Stored items
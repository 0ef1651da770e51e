use crate::schema::{table_id, ColumnInfo, TableNode};

/// Create a ColumnInfo with sensible defaults for testing.
/// Returns a non-nullable integer column with no default.
pub fn test_column(name: &str, position: i32) -> ColumnInfo {
    ColumnInfo {
        name: name.to_string(),
        data_type: "integer".to_string(),
        udt: "int4".to_string(),
        nullable: false,
        default: None,
        position,
    }
}

/// Create a base-table node with the given integer columns and no primary key.
pub fn test_node(schema: &str, name: &str, columns: &[&str]) -> TableNode {
    TableNode {
        id: table_id(schema, name),
        schema: schema.to_string(),
        name: name.to_string(),
        table_type: "BASE TABLE".to_string(),
        primary_key: Vec::new(),
        columns: columns
            .iter()
            .enumerate()
            .map(|(i, c)| test_column(c, i as i32 + 1))
            .collect(),
    }
}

» What is needed
Throughout the data above, copy all lines where the word "ColumnInfo" is found.

» Exercise result
use crate::schema::{table_id, ColumnInfo, TableNode};
/// Create a ColumnInfo with sensible defaults for testing.
pub fn test_column(name: &str, position: i32) -> ColumnInfo {
    ColumnInfo {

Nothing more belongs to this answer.